◆ EXERCISE GOAL: This exercise calls for every line of the listing below that contains the word "anyhow".

══ DATA EXTRACT

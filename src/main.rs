// =============================================================================
// PRESENT LOOP - Vulkan context bring-up and a synchronized present loop
// =============================================================================
//
// ARCHITECTURE OVERVIEW:
// ┌─────────────────────────────────────────────────────────────────┐
// │  winit event loop (window, quit requests)                       │
// │    └── RenderContext                                            │
// │          ├── Instance + optional debug messenger                │
// │          ├── Surface                                            │
// │          ├── Device (selected by capability score)              │
// │          ├── Swapchain (negotiated from surface support)        │
// │          └── FrameSync + FrameSynchronizer                      │
// └─────────────────────────────────────────────────────────────────┘
//
// FRAME FLOW (one frame per loop iteration, after all events are pumped):
// 1. Acquire swapchain image (signals semaphore)
// 2. Record layout transition to present layout
// 3. Submit, waiting on the semaphore, signaling the fence
// 4. Wait for and reset the fence
// 5. Present
//
// =============================================================================

mod backend;
mod config;

use anyhow::Result;
use backend::RenderContext;
use config::{Config, LoggingConfig};
use std::process::ExitCode;
use std::sync::Arc;
use winit::{
    application::ApplicationHandler,
    event::WindowEvent,
    event_loop::{ActiveEventLoop, ControlFlow, EventLoop},
    window::{Window, WindowAttributes},
};

// =============================================================================
// ENTRY POINT
// =============================================================================

fn main() -> ExitCode {
    // Load configuration from config.toml; problems are reported once the
    // logger is up
    let loaded = Config::load();
    init_logging(&loaded.config.logging);
    loaded.report();

    exit_status(run(loaded.config))
}

/// Run the event loop until quit or the first fatal error. The app, and with
/// it every GPU resource, is gone by the time this returns.
fn run(config: Config) -> Result<()> {
    log::info!("Starting present loop");
    log::info!(
        "Window: {}x{} \"{}\"",
        config.window.width,
        config.window.height,
        config.window.title
    );

    let event_loop = EventLoop::new()?;
    event_loop.set_control_flow(ControlFlow::Poll);

    let mut app = App::new(config);
    event_loop.run_app(&mut app)?;

    match app.fatal.take() {
        Some(e) => Err(e),
        None => Ok(()),
    }
}

/// Single place the outcome is reported
fn exit_status(result: Result<()>) -> ExitCode {
    match result {
        Ok(()) => {
            log::info!("Clean shutdown");
            ExitCode::SUCCESS
        }
        Err(e) => {
            log::error!("Fatal: {:#}", e);
            ExitCode::FAILURE
        }
    }
}

/// Initialize logging. A filter from a loaded config wins over RUST_LOG,
/// default is info.
fn init_logging(config: &LoggingConfig) {
    use env_logger::{Builder, Env};

    let mut builder = Builder::from_env(Env::default().default_filter_or("info"));
    if let Some(ref filter) = config.filter {
        builder.parse_filters(filter);
    }
    builder.init();
}

// =============================================================================
// APPLICATION STATE
// =============================================================================

/// IMPORTANT: Field order matters for Drop! The render context must be
/// gone before the window it presents to.
struct App {
    config: Config,
    context: Option<RenderContext>,
    window: Option<Arc<Window>>,
    /// First fatal error; ends the loop and is reported by `main`
    fatal: Option<anyhow::Error>,
}

impl App {
    fn new(config: Config) -> Self {
        Self {
            config,
            context: None,
            window: None,
            fatal: None,
        }
    }

    /// Record the first fatal error and stop the loop. `main` reports it.
    fn fail(&mut self, event_loop: &ActiveEventLoop, error: anyhow::Error) {
        if self.fatal.is_none() {
            self.fatal = Some(error);
        }
        event_loop.exit();
    }

    fn create_window(&self, event_loop: &ActiveEventLoop) -> Result<Arc<Window>> {
        let attributes = WindowAttributes::default()
            .with_title(&self.config.window.title)
            .with_inner_size(winit::dpi::PhysicalSize::new(
                self.config.window.width,
                self.config.window.height,
            ))
            .with_resizable(false);

        Ok(Arc::new(event_loop.create_window(attributes)?))
    }
}

// =============================================================================
// EVENT HANDLING
// =============================================================================

impl ApplicationHandler for App {
    /// Called when the application is ready to create windows.
    fn resumed(&mut self, event_loop: &ActiveEventLoop) {
        if self.window.is_some() {
            return;
        }

        let window = match self.create_window(event_loop) {
            Ok(window) => window,
            Err(e) => return self.fail(event_loop, e.context("Failed to create window")),
        };

        let requirements = self.config.requirements();
        match RenderContext::new(&window, &self.config.window.title, &requirements) {
            Ok(context) => self.context = Some(context),
            Err(e) => return self.fail(event_loop, e.context("Failed to initialize Vulkan")),
        }

        self.window = Some(window);
    }

    fn window_event(
        &mut self,
        event_loop: &ActiveEventLoop,
        _id: winit::window::WindowId,
        event: WindowEvent,
    ) {
        match event {
            WindowEvent::CloseRequested => {
                log::info!("Close requested, shutting down...");
                event_loop.exit();
            }

            WindowEvent::KeyboardInput { event, .. } => {
                use winit::keyboard::{KeyCode, PhysicalKey};

                if event.state.is_pressed()
                    && event.physical_key == PhysicalKey::Code(KeyCode::Escape)
                {
                    log::info!("ESC pressed, exiting...");
                    event_loop.exit();
                }
            }

            _ => {}
        }
    }

    /// All pending events were handled; run exactly one frame.
    fn about_to_wait(&mut self, event_loop: &ActiveEventLoop) {
        if event_loop.exiting() {
            return;
        }

        let result = match self.context.as_mut() {
            Some(context) => context.render_frame(),
            None => return,
        };

        if let Err(e) = result {
            self.fail(event_loop, e);
        }
    }

    /// Release GPU resources before the window goes away.
    fn exiting(&mut self, _event_loop: &ActiveEventLoop) {
        if let Some(context) = self.context.take() {
            log::info!(
                "Presented {} frames on a {}-image {}x{} swapchain",
                context.frames_presented(),
                context.image_count(),
                context.extent().width,
                context.extent().height
            );
            drop(context);
        }
        self.window = None;
        log::info!("Cleanup complete");
    }
}

#[cfg(test)]
mod tests {
    use super::*;

    #[test]
    fn fatal_error_gives_failure_status() {
        let error = anyhow::anyhow!("ERROR_DEVICE_LOST").context("Frame 3 aborted in state Submitted");
        assert_eq!(exit_status(Err(error)), ExitCode::FAILURE);
    }

    #[test]
    fn clean_run_gives_success_status() {
        assert_eq!(exit_status(Ok(())), ExitCode::SUCCESS);
    }
}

════

◆ RESPONSE TO THE EXERCISE:
use anyhow::Result;
    fatal: Option<anyhow::Error>,
    fn fail(&mut self, event_loop: &ActiveEventLoop, error: anyhow::Error) {
        let error = anyhow::anyhow!("ERROR_DEVICE_LOST").context("Frame 3 aborted in state Submitted");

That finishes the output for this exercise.